Non-Perturbative Corrections to Charged Black Hole Evaporation

TL;DR

This paper investigates non-perturbative quantum corrections to the evaporation of near-extremal charged black holes, revealing significant suppression of Hawking radiation at low energies due to non-perturbative effects modeled by Airy and Bessel functions.

Contribution

It introduces non-perturbative corrections to black hole evaporation rates using Airy and Bessel completions, extending previous semiclassical and perturbative results.

Findings

Non-perturbative effects further suppress Hawking flux at low energies.

The neutral Hawking flux is doubly exponentially suppressed by the black hole's entropy.

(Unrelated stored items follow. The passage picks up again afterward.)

pub mod errors;
pub mod lists;
pub mod logging;
pub mod root;
pub mod server;
pub mod statistics;
pub mod upstream;

pub use errors::ConfigError;
pub use lists::ListsConfig;
pub use logging::{LogFormat, LoggingConfig};
pub use root::{CliOverrides, Config};
pub use server::ServerConfig;
pub use statistics::StatisticsConfig;
pub use upstream::UpstreamConfig;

Different non-perturbative completions can either suppress or enhance the evaporation rate.

Abstract

The recent work of Brown et al. (arXiv:2411.03447) demonstrated that the low-temperature evaporation rate of a large near-extremal charged black hole is significantly reduced from semiclassical expectations. The quantum corrections responsible for the deviation come from Schwarzian modes of an emergent Jackiw-Teitelboim gravity description of the near-horizon geometry of the black hole. Using a one-parameter family of non-perturbative Airy completions, we extend these results to incorporate non-perturbative effects. At large parameter value, the non-perturbative evaporation rate is even smaller than the perturbative JT gravity results. The disparity becomes especially pronounced at very low energies, where the non-perturbative neutral Hawking flux is suppressed by a double exponential in the entropy of the black hole, effectively stopping its evaporation until the next charged particle is emitted via the Schwinger effect. We also explore an alternative family of Bessel completions for which the non-perturbative energy flux exceeds the perturbative JT gravity prediction.